• [Recorded data]:
BEGIN
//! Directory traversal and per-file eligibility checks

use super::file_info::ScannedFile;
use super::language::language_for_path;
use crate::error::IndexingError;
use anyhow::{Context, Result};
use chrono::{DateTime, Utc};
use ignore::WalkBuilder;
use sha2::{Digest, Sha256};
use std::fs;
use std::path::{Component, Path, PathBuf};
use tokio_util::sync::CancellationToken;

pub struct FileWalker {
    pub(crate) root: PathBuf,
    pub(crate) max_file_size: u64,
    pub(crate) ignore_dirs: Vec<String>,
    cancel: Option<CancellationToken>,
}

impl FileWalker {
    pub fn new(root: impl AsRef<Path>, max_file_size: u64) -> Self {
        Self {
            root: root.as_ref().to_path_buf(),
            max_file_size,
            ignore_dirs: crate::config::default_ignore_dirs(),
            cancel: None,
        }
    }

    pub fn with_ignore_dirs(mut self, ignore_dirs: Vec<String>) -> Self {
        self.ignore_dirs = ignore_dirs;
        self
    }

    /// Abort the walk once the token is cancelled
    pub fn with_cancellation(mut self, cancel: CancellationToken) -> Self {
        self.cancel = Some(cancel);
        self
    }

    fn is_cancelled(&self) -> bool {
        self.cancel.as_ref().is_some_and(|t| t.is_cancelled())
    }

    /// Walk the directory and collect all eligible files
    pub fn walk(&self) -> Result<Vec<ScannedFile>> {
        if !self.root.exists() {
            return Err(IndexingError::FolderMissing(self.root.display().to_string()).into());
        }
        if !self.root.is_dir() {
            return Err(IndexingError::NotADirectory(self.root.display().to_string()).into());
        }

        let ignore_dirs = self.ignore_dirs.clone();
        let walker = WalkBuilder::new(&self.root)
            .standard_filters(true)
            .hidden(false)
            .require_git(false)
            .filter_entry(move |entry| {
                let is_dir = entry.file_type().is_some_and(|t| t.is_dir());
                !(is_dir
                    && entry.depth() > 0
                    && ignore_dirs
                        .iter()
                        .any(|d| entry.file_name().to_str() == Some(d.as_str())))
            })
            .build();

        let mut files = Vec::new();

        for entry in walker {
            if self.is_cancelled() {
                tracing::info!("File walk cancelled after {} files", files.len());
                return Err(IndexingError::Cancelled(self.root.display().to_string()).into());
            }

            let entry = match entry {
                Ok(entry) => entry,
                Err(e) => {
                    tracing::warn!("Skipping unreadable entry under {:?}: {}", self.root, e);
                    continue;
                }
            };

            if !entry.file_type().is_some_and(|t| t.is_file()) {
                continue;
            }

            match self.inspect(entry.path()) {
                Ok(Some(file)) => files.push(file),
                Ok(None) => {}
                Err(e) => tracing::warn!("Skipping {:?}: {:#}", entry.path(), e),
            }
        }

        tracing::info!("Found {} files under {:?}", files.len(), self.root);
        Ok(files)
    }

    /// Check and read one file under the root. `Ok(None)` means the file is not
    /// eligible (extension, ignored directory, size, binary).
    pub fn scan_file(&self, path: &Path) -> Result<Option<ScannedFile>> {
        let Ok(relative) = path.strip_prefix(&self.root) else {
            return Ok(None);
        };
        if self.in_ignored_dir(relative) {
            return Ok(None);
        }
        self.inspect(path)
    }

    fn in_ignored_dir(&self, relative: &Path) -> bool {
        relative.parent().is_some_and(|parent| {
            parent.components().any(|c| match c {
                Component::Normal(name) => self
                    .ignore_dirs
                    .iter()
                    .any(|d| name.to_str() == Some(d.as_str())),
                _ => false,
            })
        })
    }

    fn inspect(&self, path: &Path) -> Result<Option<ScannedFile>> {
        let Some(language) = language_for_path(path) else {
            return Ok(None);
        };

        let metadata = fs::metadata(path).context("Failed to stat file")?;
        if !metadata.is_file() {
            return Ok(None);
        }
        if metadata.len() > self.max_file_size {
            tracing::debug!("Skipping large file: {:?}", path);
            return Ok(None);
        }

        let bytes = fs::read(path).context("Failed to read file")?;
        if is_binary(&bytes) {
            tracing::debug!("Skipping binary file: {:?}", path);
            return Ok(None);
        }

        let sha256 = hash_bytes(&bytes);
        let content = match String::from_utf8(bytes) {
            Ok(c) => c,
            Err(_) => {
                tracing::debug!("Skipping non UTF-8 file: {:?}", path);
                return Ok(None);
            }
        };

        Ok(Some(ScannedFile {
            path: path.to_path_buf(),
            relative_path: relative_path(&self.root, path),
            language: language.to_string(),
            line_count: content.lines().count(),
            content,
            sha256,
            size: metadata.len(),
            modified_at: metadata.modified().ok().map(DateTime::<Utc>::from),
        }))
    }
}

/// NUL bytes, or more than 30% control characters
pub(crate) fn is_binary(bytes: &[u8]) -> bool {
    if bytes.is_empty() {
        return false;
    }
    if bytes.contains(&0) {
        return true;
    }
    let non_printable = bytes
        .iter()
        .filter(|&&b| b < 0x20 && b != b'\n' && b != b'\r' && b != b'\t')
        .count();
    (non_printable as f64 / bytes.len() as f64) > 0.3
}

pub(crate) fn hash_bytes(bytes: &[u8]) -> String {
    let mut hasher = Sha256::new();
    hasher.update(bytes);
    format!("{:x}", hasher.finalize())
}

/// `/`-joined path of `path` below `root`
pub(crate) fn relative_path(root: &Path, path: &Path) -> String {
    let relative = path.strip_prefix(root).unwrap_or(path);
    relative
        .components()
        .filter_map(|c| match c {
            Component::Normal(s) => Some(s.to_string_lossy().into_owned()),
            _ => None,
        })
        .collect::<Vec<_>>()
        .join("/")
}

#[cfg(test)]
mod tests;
END
BEGIN
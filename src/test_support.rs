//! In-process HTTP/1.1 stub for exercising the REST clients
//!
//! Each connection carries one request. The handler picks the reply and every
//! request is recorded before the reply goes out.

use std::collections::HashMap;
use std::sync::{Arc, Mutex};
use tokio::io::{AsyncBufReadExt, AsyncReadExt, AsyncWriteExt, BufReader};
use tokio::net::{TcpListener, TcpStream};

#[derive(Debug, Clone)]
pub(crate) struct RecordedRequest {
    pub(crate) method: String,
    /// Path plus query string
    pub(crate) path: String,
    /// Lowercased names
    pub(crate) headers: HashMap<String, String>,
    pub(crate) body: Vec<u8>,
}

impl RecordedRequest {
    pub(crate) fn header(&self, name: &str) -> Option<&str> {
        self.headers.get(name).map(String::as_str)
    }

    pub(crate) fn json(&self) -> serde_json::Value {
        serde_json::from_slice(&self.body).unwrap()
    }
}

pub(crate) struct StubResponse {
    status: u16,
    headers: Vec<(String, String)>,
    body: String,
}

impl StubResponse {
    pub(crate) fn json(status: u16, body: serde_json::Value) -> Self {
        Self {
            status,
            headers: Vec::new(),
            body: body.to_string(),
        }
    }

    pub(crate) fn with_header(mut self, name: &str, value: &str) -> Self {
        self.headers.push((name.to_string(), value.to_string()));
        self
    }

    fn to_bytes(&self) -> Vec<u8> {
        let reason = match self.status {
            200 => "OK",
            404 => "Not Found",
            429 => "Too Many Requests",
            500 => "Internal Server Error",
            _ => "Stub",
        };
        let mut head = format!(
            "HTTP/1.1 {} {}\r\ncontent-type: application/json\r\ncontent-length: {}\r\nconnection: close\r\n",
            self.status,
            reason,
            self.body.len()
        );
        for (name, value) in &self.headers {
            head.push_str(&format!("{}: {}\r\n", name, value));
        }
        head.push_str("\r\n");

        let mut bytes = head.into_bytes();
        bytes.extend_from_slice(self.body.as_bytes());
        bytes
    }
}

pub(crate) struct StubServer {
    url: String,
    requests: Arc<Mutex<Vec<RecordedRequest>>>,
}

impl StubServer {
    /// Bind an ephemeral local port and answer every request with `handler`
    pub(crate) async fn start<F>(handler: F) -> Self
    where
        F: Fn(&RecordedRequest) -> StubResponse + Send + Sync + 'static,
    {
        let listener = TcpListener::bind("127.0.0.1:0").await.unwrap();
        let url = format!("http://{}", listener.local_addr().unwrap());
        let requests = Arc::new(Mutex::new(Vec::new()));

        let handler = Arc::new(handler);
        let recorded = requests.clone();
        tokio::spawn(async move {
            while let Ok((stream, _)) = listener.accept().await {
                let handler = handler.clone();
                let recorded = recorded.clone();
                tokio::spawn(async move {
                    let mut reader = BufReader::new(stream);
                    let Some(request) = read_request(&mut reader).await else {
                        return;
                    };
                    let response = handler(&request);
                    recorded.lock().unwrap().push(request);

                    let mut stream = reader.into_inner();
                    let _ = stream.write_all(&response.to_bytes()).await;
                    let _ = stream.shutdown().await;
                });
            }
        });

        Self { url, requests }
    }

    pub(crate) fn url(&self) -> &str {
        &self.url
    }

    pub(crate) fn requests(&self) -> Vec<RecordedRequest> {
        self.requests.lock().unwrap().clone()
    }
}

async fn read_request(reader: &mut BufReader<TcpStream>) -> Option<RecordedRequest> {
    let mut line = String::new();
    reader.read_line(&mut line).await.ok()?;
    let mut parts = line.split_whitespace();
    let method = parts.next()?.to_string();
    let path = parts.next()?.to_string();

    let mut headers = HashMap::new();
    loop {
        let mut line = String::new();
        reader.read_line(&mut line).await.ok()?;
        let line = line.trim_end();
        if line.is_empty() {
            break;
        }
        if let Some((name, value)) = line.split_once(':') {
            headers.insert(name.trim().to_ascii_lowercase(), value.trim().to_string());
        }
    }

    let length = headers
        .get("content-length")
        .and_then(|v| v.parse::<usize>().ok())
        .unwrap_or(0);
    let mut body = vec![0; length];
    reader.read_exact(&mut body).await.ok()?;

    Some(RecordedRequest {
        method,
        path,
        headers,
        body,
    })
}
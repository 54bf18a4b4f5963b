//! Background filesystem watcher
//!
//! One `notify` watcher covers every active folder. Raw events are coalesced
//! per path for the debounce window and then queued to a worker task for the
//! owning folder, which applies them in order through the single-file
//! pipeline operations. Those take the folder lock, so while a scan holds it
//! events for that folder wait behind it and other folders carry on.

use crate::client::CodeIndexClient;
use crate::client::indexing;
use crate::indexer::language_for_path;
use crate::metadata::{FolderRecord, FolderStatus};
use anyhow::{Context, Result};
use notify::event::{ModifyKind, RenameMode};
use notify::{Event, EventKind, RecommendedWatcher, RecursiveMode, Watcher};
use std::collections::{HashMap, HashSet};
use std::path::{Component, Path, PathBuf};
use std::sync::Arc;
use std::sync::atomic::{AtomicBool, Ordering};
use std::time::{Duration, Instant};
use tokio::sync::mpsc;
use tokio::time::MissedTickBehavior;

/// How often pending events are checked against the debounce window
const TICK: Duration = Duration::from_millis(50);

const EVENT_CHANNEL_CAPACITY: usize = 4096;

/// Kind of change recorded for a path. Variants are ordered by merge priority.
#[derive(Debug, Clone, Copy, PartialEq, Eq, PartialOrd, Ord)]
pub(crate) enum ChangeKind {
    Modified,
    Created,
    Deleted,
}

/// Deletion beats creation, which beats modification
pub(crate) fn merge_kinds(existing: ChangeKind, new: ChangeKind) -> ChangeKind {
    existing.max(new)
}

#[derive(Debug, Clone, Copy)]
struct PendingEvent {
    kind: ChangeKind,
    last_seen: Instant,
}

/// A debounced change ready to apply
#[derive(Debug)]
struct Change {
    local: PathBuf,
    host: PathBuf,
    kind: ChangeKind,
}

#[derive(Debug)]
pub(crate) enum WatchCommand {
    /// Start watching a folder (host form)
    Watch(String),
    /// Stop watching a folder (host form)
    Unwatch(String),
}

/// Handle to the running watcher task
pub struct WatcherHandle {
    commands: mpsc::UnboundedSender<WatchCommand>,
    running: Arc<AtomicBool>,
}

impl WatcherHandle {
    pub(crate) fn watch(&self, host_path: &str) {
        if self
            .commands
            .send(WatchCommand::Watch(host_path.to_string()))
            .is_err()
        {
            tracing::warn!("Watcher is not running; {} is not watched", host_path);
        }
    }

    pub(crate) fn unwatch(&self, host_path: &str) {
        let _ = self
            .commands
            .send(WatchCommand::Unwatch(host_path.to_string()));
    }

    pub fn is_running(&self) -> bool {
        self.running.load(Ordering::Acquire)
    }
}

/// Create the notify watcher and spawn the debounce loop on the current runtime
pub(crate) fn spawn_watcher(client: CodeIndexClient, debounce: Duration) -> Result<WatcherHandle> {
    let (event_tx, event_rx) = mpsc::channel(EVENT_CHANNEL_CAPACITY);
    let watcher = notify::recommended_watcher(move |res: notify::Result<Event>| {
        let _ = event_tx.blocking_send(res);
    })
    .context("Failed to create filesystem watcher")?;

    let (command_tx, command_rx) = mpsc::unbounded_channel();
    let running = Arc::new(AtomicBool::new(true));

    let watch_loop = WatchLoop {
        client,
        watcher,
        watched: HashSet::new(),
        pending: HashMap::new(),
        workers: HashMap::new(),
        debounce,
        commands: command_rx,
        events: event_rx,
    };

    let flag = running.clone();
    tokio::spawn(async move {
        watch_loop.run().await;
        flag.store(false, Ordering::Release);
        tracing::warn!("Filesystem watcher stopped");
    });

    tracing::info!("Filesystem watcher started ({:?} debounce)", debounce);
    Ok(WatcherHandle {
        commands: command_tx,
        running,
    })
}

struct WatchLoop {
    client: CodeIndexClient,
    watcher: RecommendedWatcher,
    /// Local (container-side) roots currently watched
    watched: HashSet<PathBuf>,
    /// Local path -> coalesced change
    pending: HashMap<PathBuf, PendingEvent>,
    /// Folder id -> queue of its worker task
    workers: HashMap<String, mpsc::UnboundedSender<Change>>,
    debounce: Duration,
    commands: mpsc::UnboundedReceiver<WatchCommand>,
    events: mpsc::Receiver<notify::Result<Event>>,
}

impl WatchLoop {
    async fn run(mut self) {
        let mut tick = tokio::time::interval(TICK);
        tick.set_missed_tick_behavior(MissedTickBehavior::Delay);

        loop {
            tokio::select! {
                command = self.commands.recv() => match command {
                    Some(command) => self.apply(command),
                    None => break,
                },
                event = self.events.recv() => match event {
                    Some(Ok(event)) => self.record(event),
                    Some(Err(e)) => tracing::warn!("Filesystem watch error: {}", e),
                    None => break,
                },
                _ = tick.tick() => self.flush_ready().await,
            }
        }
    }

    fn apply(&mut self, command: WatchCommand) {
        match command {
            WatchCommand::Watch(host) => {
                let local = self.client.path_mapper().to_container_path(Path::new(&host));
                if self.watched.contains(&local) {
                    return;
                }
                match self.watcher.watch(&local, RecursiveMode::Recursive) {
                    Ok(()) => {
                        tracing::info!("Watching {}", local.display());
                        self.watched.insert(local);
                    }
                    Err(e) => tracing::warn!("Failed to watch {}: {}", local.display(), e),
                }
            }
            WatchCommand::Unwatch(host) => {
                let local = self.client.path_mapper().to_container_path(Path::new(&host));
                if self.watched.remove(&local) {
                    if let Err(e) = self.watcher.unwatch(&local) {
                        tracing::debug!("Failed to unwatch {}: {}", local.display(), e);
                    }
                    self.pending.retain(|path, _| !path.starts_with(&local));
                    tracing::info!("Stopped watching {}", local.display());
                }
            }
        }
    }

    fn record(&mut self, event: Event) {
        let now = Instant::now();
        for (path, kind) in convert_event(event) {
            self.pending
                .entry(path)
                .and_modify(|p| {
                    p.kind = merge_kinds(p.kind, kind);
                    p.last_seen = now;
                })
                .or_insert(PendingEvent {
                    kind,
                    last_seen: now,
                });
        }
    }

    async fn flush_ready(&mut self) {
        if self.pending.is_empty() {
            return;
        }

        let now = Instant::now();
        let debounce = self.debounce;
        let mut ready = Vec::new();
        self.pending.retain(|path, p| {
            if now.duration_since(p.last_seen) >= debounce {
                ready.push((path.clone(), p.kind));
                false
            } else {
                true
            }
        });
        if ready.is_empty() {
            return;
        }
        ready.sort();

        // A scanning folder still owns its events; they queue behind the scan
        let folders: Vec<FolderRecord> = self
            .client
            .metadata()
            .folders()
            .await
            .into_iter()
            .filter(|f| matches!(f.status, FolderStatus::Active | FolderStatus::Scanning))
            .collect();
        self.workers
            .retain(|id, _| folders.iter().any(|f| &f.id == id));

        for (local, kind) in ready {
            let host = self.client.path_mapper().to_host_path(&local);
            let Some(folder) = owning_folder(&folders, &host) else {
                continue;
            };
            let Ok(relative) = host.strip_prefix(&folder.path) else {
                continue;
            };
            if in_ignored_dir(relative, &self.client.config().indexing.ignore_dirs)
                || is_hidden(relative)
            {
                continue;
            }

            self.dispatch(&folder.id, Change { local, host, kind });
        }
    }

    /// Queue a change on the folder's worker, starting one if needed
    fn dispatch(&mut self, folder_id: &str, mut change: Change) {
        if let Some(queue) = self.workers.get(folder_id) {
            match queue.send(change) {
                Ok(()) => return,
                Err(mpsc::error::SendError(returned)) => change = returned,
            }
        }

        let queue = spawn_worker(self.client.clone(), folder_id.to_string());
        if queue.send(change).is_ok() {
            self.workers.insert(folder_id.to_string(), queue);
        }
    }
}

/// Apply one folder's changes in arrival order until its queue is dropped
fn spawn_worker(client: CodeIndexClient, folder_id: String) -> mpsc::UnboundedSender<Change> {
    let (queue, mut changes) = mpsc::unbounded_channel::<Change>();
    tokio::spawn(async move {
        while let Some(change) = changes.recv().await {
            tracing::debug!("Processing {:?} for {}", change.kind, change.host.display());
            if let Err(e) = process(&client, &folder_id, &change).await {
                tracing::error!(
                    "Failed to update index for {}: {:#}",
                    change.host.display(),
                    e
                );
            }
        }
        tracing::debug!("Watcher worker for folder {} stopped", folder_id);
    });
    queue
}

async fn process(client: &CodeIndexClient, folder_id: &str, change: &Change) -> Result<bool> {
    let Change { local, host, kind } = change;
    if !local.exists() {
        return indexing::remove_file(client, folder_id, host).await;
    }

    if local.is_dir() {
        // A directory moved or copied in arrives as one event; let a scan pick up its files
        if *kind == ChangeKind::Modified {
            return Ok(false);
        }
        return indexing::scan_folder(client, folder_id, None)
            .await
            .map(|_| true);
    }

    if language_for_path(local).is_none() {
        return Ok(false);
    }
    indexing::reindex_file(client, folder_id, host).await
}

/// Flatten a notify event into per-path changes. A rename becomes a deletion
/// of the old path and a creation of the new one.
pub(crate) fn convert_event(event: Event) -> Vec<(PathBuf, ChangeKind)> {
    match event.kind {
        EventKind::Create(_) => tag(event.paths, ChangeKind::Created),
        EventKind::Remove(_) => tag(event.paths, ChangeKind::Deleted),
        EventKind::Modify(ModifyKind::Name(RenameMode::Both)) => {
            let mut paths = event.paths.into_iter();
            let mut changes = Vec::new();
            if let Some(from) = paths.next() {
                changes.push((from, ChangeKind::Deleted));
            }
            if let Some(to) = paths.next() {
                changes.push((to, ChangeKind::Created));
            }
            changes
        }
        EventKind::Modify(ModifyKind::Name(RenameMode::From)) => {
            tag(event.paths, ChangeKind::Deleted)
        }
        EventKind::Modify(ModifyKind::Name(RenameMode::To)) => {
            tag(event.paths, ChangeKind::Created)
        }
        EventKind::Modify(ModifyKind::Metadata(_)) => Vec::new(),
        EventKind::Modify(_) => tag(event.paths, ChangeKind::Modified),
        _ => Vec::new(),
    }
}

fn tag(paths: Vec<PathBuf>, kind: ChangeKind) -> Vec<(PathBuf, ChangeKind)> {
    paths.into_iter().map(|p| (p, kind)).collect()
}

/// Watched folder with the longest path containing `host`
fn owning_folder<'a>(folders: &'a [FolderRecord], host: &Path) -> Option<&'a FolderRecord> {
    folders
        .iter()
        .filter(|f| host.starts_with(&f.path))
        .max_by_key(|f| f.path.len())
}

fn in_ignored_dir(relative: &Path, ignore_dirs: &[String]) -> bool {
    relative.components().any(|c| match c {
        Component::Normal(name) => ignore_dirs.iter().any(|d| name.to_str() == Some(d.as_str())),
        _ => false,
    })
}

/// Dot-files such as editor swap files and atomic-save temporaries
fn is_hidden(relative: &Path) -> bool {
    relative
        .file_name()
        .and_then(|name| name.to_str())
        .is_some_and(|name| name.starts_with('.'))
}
END
BEGIN
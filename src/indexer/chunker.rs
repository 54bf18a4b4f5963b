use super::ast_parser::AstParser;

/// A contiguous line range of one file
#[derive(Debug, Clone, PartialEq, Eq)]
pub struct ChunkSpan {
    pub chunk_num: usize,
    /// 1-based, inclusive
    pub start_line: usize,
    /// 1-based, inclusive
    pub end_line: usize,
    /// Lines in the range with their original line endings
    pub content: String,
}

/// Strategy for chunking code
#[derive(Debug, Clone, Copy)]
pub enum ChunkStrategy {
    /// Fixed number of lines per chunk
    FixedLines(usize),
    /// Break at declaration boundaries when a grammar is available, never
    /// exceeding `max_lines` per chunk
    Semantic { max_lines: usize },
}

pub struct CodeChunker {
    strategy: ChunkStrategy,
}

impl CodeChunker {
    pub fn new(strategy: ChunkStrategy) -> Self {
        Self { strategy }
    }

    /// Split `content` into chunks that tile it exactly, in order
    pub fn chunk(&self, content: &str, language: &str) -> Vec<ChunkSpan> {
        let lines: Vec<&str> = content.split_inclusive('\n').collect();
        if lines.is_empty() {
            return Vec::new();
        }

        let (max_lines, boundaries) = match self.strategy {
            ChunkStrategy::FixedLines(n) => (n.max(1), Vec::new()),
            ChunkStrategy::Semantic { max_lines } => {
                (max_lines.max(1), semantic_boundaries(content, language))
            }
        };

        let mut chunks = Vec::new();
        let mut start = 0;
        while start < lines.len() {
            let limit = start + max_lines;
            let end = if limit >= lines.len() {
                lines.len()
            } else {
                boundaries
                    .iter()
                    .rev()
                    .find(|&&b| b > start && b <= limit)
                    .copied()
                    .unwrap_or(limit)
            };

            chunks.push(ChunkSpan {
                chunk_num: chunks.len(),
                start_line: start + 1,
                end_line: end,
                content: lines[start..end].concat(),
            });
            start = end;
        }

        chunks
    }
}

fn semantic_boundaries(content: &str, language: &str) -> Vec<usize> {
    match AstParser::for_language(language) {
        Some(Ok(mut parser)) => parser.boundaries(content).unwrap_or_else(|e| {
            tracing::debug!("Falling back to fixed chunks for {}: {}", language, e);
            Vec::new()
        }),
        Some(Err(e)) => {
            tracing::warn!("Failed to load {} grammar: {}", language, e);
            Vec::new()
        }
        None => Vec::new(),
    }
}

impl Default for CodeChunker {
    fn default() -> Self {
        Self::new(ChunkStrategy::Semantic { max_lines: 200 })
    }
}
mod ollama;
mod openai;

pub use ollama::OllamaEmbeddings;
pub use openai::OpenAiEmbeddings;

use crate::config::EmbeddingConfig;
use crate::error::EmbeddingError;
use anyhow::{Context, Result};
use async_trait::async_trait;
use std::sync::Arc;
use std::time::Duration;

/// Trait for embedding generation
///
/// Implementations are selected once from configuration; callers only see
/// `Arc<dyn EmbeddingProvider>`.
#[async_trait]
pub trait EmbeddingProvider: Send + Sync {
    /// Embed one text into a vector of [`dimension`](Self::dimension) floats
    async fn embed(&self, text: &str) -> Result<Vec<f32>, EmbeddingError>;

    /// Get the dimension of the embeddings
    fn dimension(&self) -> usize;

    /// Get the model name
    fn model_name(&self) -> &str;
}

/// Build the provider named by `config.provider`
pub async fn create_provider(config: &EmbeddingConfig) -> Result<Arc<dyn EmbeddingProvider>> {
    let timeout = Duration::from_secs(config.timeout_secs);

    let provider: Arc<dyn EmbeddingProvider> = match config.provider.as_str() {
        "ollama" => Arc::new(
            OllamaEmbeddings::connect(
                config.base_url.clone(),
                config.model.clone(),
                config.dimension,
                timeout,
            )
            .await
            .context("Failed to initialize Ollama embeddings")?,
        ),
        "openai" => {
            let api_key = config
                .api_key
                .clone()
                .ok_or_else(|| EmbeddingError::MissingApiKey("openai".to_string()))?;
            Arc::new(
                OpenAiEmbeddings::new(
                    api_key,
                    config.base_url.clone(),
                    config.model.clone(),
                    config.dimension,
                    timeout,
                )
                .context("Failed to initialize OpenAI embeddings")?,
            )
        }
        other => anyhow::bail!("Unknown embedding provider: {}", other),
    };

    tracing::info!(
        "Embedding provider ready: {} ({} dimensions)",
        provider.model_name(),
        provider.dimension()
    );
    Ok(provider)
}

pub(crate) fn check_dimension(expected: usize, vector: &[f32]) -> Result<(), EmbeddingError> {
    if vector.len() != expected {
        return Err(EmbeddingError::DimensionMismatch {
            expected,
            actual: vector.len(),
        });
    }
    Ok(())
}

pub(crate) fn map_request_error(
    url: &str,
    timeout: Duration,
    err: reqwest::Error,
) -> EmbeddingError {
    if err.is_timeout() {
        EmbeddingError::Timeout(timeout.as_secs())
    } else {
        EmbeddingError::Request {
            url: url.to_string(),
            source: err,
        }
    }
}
END
• [To do]: Take from the listing every line in which the word "other" appears.

• [Answer area]:
//! events for that folder wait behind it and other folders carry on.
        other => anyhow::bail!("Unknown embedding provider: {}", other),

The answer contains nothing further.